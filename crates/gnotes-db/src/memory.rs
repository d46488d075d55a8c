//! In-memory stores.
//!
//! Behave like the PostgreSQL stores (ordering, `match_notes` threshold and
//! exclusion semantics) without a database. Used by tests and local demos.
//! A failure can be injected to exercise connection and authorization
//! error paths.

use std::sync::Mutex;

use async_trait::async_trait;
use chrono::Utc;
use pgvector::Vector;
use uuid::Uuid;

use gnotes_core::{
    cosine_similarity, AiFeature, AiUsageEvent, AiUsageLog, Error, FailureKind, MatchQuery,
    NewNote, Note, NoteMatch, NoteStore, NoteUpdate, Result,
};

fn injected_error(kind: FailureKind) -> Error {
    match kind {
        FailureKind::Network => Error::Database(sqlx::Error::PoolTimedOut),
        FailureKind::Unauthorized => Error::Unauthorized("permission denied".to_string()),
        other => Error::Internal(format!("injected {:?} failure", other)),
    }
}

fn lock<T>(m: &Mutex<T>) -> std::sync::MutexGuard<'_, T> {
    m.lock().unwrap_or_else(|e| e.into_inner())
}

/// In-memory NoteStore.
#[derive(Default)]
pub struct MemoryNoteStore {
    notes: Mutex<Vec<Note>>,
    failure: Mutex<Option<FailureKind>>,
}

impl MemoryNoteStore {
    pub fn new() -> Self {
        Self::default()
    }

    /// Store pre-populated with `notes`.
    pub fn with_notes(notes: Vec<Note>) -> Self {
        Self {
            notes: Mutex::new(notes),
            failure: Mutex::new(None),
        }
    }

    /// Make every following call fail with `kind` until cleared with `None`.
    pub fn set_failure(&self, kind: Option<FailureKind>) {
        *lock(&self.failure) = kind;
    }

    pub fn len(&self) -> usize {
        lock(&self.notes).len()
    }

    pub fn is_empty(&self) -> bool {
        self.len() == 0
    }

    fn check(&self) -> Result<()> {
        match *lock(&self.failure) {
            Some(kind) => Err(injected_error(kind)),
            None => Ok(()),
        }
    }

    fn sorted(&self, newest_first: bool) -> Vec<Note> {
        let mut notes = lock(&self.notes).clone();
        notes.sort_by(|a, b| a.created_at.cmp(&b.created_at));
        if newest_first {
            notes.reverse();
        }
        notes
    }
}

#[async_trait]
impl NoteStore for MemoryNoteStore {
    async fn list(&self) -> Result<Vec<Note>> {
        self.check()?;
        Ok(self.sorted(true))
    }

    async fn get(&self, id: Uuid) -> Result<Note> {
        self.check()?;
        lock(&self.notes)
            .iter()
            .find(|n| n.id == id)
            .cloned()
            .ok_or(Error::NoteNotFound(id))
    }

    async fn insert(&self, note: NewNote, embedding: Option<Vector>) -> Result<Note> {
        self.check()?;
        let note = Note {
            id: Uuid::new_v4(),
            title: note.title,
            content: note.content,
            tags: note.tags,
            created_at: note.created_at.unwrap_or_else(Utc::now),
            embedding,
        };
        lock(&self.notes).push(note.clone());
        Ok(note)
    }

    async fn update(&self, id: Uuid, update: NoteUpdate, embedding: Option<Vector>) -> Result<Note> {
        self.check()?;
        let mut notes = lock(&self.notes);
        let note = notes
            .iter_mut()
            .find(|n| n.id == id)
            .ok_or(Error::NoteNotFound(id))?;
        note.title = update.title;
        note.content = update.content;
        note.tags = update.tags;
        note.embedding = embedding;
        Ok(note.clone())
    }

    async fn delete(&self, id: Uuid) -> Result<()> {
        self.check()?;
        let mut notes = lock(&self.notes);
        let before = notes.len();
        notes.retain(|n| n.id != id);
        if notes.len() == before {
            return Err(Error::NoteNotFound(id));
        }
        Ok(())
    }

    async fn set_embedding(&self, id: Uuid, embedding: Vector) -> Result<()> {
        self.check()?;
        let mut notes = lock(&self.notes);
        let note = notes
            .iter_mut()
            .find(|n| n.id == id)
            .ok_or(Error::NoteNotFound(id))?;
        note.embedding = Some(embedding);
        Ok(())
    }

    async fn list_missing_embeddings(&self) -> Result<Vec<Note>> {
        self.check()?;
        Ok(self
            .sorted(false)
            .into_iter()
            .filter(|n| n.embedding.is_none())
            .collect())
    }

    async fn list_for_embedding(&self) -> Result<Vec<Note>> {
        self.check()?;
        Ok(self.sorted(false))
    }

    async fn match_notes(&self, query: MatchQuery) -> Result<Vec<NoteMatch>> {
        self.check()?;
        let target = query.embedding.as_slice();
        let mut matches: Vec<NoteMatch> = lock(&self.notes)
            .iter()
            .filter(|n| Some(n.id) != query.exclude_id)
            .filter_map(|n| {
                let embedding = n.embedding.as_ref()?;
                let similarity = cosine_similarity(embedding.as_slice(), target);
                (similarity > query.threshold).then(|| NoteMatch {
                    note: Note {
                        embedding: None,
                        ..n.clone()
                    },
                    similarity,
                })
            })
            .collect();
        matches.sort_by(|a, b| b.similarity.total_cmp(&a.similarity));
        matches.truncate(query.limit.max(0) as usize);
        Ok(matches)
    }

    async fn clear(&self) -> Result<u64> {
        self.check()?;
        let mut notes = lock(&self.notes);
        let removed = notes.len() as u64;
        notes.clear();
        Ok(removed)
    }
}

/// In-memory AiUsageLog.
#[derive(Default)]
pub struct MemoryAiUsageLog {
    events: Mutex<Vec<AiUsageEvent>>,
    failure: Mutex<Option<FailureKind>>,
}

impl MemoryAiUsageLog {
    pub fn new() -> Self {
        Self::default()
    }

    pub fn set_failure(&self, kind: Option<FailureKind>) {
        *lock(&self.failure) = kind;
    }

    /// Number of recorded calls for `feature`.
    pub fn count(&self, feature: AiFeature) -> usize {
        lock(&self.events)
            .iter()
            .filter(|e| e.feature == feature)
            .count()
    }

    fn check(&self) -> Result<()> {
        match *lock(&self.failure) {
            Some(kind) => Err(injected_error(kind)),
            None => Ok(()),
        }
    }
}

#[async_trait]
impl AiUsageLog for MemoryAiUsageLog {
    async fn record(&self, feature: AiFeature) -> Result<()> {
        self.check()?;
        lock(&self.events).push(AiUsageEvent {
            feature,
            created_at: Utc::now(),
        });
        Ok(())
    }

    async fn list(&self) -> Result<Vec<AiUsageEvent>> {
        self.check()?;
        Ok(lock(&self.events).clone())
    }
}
---
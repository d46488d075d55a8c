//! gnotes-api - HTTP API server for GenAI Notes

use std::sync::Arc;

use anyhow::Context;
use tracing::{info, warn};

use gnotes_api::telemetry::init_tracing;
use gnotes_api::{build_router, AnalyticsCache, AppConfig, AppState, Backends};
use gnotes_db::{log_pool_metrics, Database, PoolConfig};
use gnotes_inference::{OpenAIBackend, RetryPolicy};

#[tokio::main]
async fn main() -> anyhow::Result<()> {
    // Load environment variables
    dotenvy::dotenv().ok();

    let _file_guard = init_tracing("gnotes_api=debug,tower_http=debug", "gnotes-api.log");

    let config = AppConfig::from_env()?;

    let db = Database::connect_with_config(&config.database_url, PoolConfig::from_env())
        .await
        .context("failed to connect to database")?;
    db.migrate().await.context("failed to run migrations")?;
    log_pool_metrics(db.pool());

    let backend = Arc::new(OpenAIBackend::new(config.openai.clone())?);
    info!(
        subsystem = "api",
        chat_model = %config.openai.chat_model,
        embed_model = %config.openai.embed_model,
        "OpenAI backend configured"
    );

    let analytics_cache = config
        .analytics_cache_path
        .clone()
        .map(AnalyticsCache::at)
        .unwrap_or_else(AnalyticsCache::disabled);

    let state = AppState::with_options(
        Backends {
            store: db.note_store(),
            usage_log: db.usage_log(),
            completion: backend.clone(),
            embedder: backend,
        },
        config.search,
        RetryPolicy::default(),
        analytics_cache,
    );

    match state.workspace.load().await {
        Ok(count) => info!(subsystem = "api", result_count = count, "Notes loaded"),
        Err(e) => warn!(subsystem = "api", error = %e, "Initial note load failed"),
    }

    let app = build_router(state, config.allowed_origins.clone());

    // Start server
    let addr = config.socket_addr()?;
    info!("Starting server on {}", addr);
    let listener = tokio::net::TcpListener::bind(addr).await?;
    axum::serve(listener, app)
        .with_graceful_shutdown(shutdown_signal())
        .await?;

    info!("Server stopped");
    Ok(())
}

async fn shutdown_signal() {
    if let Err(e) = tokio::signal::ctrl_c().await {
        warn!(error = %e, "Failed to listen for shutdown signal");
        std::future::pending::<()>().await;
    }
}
* * *
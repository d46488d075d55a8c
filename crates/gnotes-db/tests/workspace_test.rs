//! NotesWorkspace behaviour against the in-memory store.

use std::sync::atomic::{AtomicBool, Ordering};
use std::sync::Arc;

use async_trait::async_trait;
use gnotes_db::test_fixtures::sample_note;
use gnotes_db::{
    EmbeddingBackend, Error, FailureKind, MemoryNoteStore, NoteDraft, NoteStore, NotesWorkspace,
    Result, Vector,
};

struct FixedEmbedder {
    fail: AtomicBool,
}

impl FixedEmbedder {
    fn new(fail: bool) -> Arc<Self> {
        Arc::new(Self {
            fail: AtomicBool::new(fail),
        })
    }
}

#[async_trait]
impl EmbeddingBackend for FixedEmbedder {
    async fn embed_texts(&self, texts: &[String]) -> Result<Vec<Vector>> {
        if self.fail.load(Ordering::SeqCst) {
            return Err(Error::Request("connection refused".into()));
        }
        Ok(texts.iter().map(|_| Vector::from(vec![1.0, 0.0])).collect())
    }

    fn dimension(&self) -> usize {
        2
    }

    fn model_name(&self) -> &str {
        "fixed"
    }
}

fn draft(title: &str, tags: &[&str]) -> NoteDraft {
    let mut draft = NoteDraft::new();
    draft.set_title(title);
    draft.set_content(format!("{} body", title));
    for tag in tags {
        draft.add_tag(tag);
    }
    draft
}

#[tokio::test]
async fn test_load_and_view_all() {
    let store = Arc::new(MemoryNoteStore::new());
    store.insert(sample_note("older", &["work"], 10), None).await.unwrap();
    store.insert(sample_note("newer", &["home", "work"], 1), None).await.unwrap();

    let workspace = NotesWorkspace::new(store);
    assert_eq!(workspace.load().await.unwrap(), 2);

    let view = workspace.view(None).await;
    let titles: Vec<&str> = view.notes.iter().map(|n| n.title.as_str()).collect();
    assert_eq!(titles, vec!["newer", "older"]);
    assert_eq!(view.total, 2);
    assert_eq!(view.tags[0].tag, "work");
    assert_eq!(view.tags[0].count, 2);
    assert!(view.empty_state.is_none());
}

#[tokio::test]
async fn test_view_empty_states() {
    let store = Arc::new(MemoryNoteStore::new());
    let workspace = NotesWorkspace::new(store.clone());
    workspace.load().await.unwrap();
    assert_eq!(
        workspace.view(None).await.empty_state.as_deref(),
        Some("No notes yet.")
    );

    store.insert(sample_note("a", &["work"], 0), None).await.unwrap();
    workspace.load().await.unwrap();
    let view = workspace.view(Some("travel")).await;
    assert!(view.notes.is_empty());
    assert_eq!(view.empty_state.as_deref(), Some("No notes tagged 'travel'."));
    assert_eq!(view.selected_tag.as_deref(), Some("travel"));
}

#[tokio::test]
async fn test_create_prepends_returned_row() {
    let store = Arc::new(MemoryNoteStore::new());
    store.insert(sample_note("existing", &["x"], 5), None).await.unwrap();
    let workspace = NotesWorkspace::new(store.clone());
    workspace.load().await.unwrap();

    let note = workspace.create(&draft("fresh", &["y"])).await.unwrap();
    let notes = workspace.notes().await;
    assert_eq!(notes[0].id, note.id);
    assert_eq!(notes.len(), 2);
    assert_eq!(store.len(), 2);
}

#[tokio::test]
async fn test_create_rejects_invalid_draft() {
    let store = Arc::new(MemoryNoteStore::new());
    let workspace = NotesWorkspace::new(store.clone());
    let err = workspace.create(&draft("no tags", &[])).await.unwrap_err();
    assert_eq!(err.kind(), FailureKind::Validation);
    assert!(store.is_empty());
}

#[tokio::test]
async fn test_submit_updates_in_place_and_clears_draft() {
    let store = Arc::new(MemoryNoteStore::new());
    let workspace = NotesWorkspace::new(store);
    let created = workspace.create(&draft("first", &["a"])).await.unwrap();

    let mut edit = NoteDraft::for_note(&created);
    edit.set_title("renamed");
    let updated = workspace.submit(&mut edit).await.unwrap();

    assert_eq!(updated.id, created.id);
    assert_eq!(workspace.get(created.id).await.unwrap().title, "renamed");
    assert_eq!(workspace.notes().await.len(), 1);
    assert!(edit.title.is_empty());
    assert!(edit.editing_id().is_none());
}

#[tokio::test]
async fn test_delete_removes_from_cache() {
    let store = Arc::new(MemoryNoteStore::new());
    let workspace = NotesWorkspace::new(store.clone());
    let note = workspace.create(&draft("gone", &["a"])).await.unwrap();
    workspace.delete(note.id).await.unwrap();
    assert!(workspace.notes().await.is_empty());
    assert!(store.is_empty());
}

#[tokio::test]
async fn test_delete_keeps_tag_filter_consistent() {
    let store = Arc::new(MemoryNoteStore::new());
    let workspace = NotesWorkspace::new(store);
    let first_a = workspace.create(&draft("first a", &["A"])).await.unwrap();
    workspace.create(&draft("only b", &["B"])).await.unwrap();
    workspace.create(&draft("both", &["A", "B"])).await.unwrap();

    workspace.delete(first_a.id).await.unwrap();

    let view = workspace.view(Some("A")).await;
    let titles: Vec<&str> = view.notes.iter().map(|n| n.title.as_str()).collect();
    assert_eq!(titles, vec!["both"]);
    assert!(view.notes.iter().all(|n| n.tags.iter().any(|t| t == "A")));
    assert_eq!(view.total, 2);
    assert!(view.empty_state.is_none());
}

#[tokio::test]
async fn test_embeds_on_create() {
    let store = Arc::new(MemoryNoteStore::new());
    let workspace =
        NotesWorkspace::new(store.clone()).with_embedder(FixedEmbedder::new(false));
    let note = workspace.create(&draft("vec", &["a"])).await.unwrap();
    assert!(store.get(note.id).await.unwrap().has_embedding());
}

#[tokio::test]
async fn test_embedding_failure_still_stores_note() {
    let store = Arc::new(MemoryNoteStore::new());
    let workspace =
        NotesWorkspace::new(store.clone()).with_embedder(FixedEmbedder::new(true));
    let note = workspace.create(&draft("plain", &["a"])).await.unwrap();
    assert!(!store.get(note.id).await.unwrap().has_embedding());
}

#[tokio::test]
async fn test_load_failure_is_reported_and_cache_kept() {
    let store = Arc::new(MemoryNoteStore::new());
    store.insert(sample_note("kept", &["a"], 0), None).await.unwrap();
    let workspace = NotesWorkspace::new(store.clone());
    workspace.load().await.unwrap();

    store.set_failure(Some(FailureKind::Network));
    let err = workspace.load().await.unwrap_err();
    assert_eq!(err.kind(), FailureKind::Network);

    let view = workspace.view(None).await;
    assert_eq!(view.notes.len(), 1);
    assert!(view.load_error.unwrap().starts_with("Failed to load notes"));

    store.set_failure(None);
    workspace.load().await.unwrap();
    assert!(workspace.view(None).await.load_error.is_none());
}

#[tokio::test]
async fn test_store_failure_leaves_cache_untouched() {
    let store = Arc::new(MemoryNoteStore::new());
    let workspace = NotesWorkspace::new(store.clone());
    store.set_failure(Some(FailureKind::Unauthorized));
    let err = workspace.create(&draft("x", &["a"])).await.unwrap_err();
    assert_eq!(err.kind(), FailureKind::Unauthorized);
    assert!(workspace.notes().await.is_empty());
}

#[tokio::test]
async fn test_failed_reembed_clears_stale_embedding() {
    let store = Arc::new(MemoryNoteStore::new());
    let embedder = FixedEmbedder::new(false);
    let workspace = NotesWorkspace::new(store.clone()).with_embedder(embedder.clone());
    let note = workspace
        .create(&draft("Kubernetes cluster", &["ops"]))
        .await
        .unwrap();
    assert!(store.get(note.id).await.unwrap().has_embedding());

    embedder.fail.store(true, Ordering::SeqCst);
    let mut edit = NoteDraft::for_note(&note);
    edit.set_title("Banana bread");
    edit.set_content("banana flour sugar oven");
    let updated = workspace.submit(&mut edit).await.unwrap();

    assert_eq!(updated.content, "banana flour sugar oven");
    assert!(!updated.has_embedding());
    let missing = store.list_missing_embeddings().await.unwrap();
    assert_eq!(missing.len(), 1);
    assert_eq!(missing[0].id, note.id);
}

ACTIVITY: In the data above, find each line that has the word "travel" and copy it out.

ANSWER:
    let view = workspace.view(Some("travel")).await;
    assert_eq!(view.empty_state.as_deref(), Some("No notes tagged 'travel'."));
    assert_eq!(view.selected_tag.as_deref(), Some("travel"));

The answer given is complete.